Otro de los puntos fuertes de la ciencia vasca es que no pone todos los huevos en la misma cesta. ¿Pero en qué comenzamos a ser referentes pese a ser un país tan pequeño?
—Pues en física en su sentido más amplio, desde física de partículas hasta astrofísica y física del estado sólido. Tenemos a dos Premios Nobel trabajando en esos ámbitos. La UPV/EHU está entre las 150 mejores universidades del mundo en química e ingeniería química del Ranking de Shanghai, que tampoco hay que sacralizarlo, pero es un referente. También en ciencias de materiales, en biociencias, en biología… Y luego hay áreas concretas, como la psicolingüística, en los que somos nicho porque Euskadi es un laboratorio natural. El BCBL de Donostia, que analiza con tecnología punta los mecanismos del lenguaje y del multilingüismo, es hoy en día todo un referente a nivel internacional.
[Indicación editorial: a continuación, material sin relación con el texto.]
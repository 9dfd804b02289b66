use std::collections::BTreeMap;
use std::panic::AssertUnwindSafe;
use std::sync::Arc;

use eirene_tasks::{TaskManager, TaskTemplate};
use futures::FutureExt;
use tracing::{error, info};

/// Maps slot index to [`TaskManager`] and reconciles the map against an
/// incoming `(config, data[])` pair.
///
/// Reconciliation walks indices in ascending order, sequentially: a single
/// `BTreeMap` gives that ordering for free and keeps create/update/destroy
/// decisions local to one index at a time.
pub struct ManagerPool<C, D> {
    template: Arc<TaskTemplate<C, D>>,
    managers: BTreeMap<usize, TaskManager<C, D>>,
}

impl<C, D> ManagerPool<C, D>
where
    C: Clone + Send + Sync + 'static,
    D: Clone + Send + Sync + 'static,
{
    pub fn new(template: Arc<TaskTemplate<C, D>>) -> Self {
        Self { template, managers: BTreeMap::new() }
    }

    pub fn slot_count(&self) -> usize {
        self.managers.len()
    }

    /// Reconciles the pool against `data`: entries are positional, a `None`
    /// at index `i` means the slot is absent and should be torn down if it
    /// exists.
    ///
    /// A panic escaping any single slot's operation is caught and logged;
    /// the pool remains usable afterwards.
    pub async fn trigger(&mut self, config: C, data: Vec<Option<D>>) {
        let n = data.len().max(self.managers.keys().next_back().map_or(0, |max| max + 1));

        for i in 0..n {
            let entry = data.get(i).cloned().flatten();
            let outcome = AssertUnwindSafe(self.reconcile_one(i, config.clone(), entry)).catch_unwind().await;

            if let Err(panic) = outcome {
                error!(index = i, "reconciliation panicked: {}", describe_panic(&panic));
            }
        }
    }

    async fn reconcile_one(&mut self, index: usize, config: C, entry: Option<D>) {
        match entry {
            None => {
                if let Some(manager) = self.managers.remove(&index) {
                    manager.teardown().await;
                }
            }
            Some(data) => {
                if let Some(manager) = self.managers.get(&index) {
                    manager.update(config, data).await;
                } else {
                    let manager = TaskManager::new(self.template.clone(), index.to_string());
                    manager.update(config, data).await;
                    self.managers.insert(index, manager);
                }
            }
        }
    }

    /// Awaits every manager's active task completion, then tears each down.
    /// The map is drained: after this returns the pool holds no managers.
    pub async fn teardown(&mut self) {
        info!(slots = self.managers.len(), "tearing down manager pool");
        for (_, manager) in self.managers.iter() {
            manager.wait_active().await;
        }
        for (_, manager) in self.managers.iter() {
            manager.teardown().await;
        }
        self.managers.clear();
    }
}

fn describe_panic(panic: &Box<dyn std::any::Any + Send>) -> String {
    if let Some(s) = panic.downcast_ref::<&str>() {
        (*s).to_string()
    } else if let Some(s) = panic.downcast_ref::<String>() {
        s.clone()
    } else {
        "non-string panic payload".to_string()
    }
}

#[cfg(test)]
mod tests {
    use std::sync::atomic::{AtomicU32, Ordering};
    use std::time::Duration;

    use eirene_tasks::{LaunchContext, LaunchError, RetryPolicy};

    use super::*;

    fn counting_template() -> (Arc<TaskTemplate<(), u32>>, Arc<AtomicU32>) {
        let calls = Arc::new(AtomicU32::new(0));
        let calls2 = calls.clone();
        let template = Arc::new(
            TaskTemplate::builder(
                "t",
                Arc::new(move |_ctx: LaunchContext<(), u32>| {
                    calls2.fetch_add(1, Ordering::SeqCst);
                    async { Ok::<(), LaunchError>(()) }.boxed()
                }),
            )
            .retry(RetryPolicy {
                retries: 0,
                factor: 1.0,
                min_timeout: Duration::from_millis(1),
                max_timeout: Duration::from_millis(1),
            })
            .build()
            .unwrap(),
        );
        (template, calls)
    }

    #[tokio::test]
    async fn trigger_creates_slots_in_ascending_order() {
        let (template, calls) = counting_template();
        let mut pool = ManagerPool::new(template);

        pool.trigger((), vec![Some(1), Some(2), Some(3)]).await;

        assert_eq!(pool.slot_count(), 3);
        assert_eq!(calls.load(Ordering::SeqCst), 3);
    }

    #[tokio::test]
    async fn absent_entry_tears_down_existing_slot() {
        let (template, _calls) = counting_template();
        let mut pool = ManagerPool::new(template);

        pool.trigger((), vec![Some(1), Some(2)]).await;
        assert_eq!(pool.slot_count(), 2);

        pool.trigger((), vec![Some(1), None]).await;
        assert_eq!(pool.slot_count(), 1);
    }

    #[tokio::test]
    async fn teardown_drains_all_managers() {
        let (template, _calls) = counting_template();
        let mut pool = ManagerPool::new(template);

        pool.trigger((), vec![Some(1), Some(2)]).await;
        pool.teardown().await;

        assert_eq!(pool.slot_count(), 0);
    }

    #[tokio::test]
    async fn pool_stays_usable_after_a_launch_panics() {
        // The launch callback panics inside the task it's spawned on, which
        // tokio isolates from the caller; this exercises that the pool's own
        // reconciliation glue around it still leaves the slot map consistent.
        let template = Arc::new(
            TaskTemplate::builder(
                "panics",
                Arc::new(|_ctx: LaunchContext<(), u32>| async { panic!("boom") }.boxed()),
            )
            .build()
            .unwrap(),
        );
        let mut pool = ManagerPool::new(template);

        pool.trigger((), vec![Some(1)]).await;
        assert_eq!(pool.slot_count(), 1);

        pool.trigger((), vec![Some(2)]).await;
        assert_eq!(pool.slot_count(), 1);
    }
}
En este contexto es inevitable desviar la mirada de las grandes cifras, que hablan de la buena salud de la ciencia vasca, para ponerla en las condiciones laborales de las y los jóvenes investigadores a los que no les llegan todos esos laureles. Al contrario, diría yo, saben muy bien lo que es la precariedad.
—Yo no puedo, ni voy a hablar de otras instituciones. En Ikerbasque, que es ámbito de mi responsabilidad, sí les intentamos ofrecer condiciones dignas y asistirles en sus necesidades, como facilitar movimientos familiares, etc. Siempre procuramos tener un equilibrio entre las tres de las tres ‘r’: reclutar talento, retener a los que ya tenemos aquí, cuidarlos bien, y repatriar a gente que se ha formado aquí, ha salido fuera y tiene un montón de contactos. Realmente, nuestro resultado está siendo bastante bueno y me atrevería a decir que aquí también no tenemos nada que envidiar a otros entornos científicos.